Ano de 1946: em Londres, num leilão, eram vendidos quadros colecionados por um nobre escocês, lorde Kinnaird. Entre eles, um pequeno painel representando a ressurreição de Cristo. O célebre expert Bernard Berenson o atribuíra a um obscuro discípulo de Perugino, Mariano de Ser Eusterio. Ao que parece, essa autoria secundária fez com que a National Gallery de Londres desdenhasse sua compra. Terminou sendo adquirido pelo Masp (Museu de Arte de São Paulo). Pietro Maria Bardi vira nele um Rafael, autoria sugerida também por alguns outros especialistas. Houve debates; quando Jean Pierre Cuzin o publicou com destaque em sua monografia sobre o pintor, cuidou em por uma legenda dubitativa: "Raphael (?)".
Na grande exposição londrina, "Rafael, de Urbino a Roma", que se encerrou há pouco, o pequeno painel, emprestado pelo Masp, ficou em evidência.
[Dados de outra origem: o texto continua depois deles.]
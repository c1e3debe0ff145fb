//! Assessment error types.

use crate::fraud::FraudError;
use crate::store::StoreError;
use scoring_core::types::{AssessmentId, CustomerId, ValidationError};
use std::fmt;
use thiserror::Error;

/// Coarse classification of an [`AssessmentError`].
#[derive(Debug, Clone, Copy, PartialEq, Eq, Hash)]
pub enum ErrorKind {
    /// The request was malformed
    Validation,
    /// The fraud detector failed
    Collaborator,
    /// The store failed
    Persistence,
    /// The assessment ran past its deadline
    DeadlineExceeded,
    /// An analyzer task failed
    Internal,
}

impl ErrorKind {
    /// Stable snake_case name
    pub fn as_str(&self) -> &'static str {
        match self {
            Self::Validation => "validation",
            Self::Collaborator => "collaborator",
            Self::Persistence => "persistence",
            Self::DeadlineExceeded => "deadline_exceeded",
            Self::Internal => "internal",
        }
    }
}

impl fmt::Display for ErrorKind {
    fn fmt(&self, f: &mut fmt::Formatter<'_>) -> fmt::Result {
        f.write_str(self.as_str())
    }
}

/// Failure of a single assessment.
///
/// Every variant carries the assessment and customer identifiers so a
/// failure can be correlated with the logs.
#[derive(Debug, Error)]
pub enum AssessmentError {
    /// The request was rejected before any component ran.
    ///
    /// Displays as the validation message alone.
    #[error("{source}")]
    Validation {
        /// Assessment identifier
        assessment_id: AssessmentId,
        /// Customer identifier
        customer_id: CustomerId,
        /// Validation failure
        #[source]
        source: ValidationError,
    },

    /// The fraud detector failed or returned an unusable score.
    #[error("Assessment {assessment_id} for customer '{customer_id}' failed: {source}")]
    Collaborator {
        /// Assessment identifier
        assessment_id: AssessmentId,
        /// Customer identifier
        customer_id: CustomerId,
        /// Fraud detector failure
        #[source]
        source: FraudError,
    },

    /// Loading or persisting the profile failed.
    #[error("Assessment {assessment_id} for customer '{customer_id}' could not be persisted: {source}")]
    Persistence {
        /// Assessment identifier
        assessment_id: AssessmentId,
        /// Customer identifier
        customer_id: CustomerId,
        /// Store failure
        #[source]
        source: StoreError,
    },

    /// The assessment did not complete within its deadline.
    #[error("Assessment {assessment_id} for customer '{customer_id}' exceeded its {deadline_ms} ms deadline")]
    DeadlineExceeded {
        /// Assessment identifier
        assessment_id: AssessmentId,
        /// Customer identifier
        customer_id: CustomerId,
        /// Configured deadline
        deadline_ms: u64,
    },

    /// An analyzer task panicked or was cancelled.
    #[error("Assessment {assessment_id} for customer '{customer_id}' failed internally: {message}")]
    Internal {
        /// Assessment identifier
        assessment_id: AssessmentId,
        /// Customer identifier
        customer_id: CustomerId,
        /// Failure description
        message: String,
    },
}

impl AssessmentError {
    /// Error classification
    pub fn kind(&self) -> ErrorKind {
        match self {
            Self::Validation { .. } => ErrorKind::Validation,
            Self::Collaborator { .. } => ErrorKind::Collaborator,
            Self::Persistence { .. } => ErrorKind::Persistence,
            Self::DeadlineExceeded { .. } => ErrorKind::DeadlineExceeded,
            Self::Internal { .. } => ErrorKind::Internal,
        }
    }

    /// Whether the caller is at fault
    pub fn is_client_error(&self) -> bool {
        self.kind() == ErrorKind::Validation
    }

    /// Assessment identifier
    pub fn assessment_id(&self) -> AssessmentId {
        match self {
            Self::Validation { assessment_id, .. }
            | Self::Collaborator { assessment_id, .. }
            | Self::Persistence { assessment_id, .. }
            | Self::DeadlineExceeded { assessment_id, .. }
            | Self::Internal { assessment_id, .. } => *assessment_id,
        }
    }

    /// Customer identifier
    pub fn customer_id(&self) -> &CustomerId {
        match self {
            Self::Validation { customer_id, .. }
            | Self::Collaborator { customer_id, .. }
            | Self::Persistence { customer_id, .. }
            | Self::DeadlineExceeded { customer_id, .. }
            | Self::Internal { customer_id, .. } => customer_id,
        }
    }
}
Pela primeira vez pôde ser visto num conjunto significativo de outras obras do pintor. Estava ao lado de alguns estudos sobre papel, entre eles um esboço para a figura do Cristo, recentemente descoberto em Pesaro. Esse contexto permitiu análises comparativas, seguidas por outras, estilísticas e técnicas (em particular, exame infravermelho e raios X que revelaram substratos preparatórios característicos do pintor).
Os especialistas não duvidam mais: trata-se de um esplêndido Rafael da juventude, indiscutível. "Essa bela pintura", diz o catálogo da mostra, "aqui certificada como obra autógrafa de Rafael...". O olho do professor Bardi não se enganara, e o quadro volta agora para São Paulo coroado pela exposição da National Gallery, museu que o teria recusado há seis décadas...

Percurso
A grande mostra de Londres sobre Rafael pôs o acento na formação do artista. Primeiro com seu pai, Giovanni Santi, que morreu quando o menino tinha apenas sete anos, mas que lhe deixou o exemplo de painéis onde se reúnem a firmeza do desenho e a finura atmosférica. Depois, seu aprendizado no ateliê de Perugino, o contato com Pinturicchio, a impregnação de uma arte transfigurada pela suavidade espiritual. Em seguida, Florença e o choque, também, em Roma, ocorre a revelação da arte veneziana, que lhe torna a paleta mais calorosa e a pincelada mais livre, como na soberba "Donna Velata", último quadro da exposição.
Rafael morre em 1520, com 37 anos. Sua obra atinge o apogeu da beleza, do equilíbrio, dos ritmos serenos, pondo em cena uma humanidade muito concreta mas muito elevada também.
Ele encarna a mais alta idéia de classicismo na pintura: há um "antes" e um "depois" de Rafael. Serviu de modelo, foi proposto nas academias e escolas como a encarnação do "belo ideal" a ser reproduzido, o que provocou recusas, rebeldias, condenações por artistas que se queriam livres de uma ortodoxia da beleza. Mas esse Rafael estreito das escolas não é o verdadeiro. Porque o classicismo e a beleza de Rafael são feitos de uma vitalidade intuitiva interna, que a cópia não consegue atingir.

Modo
pertence à mesma família de Manet, de Picasso. Eles são, os três, artistas que procuram, em outros, alimento para si próprios. Não de maneira servil, está claro. Mas para absorver esses modos alheios numa síntese nova e segura.

Tempo
Além do gênio, Rafael tinha outros dons. Era belo, elegante, afável. Foi amado pelas mulheres, teve a amizade e a admiração dos homens. Mesmo a morte lhe foi amiga: precoce, ela completou sua perfeição, preservando-lhe a juventude para sempre.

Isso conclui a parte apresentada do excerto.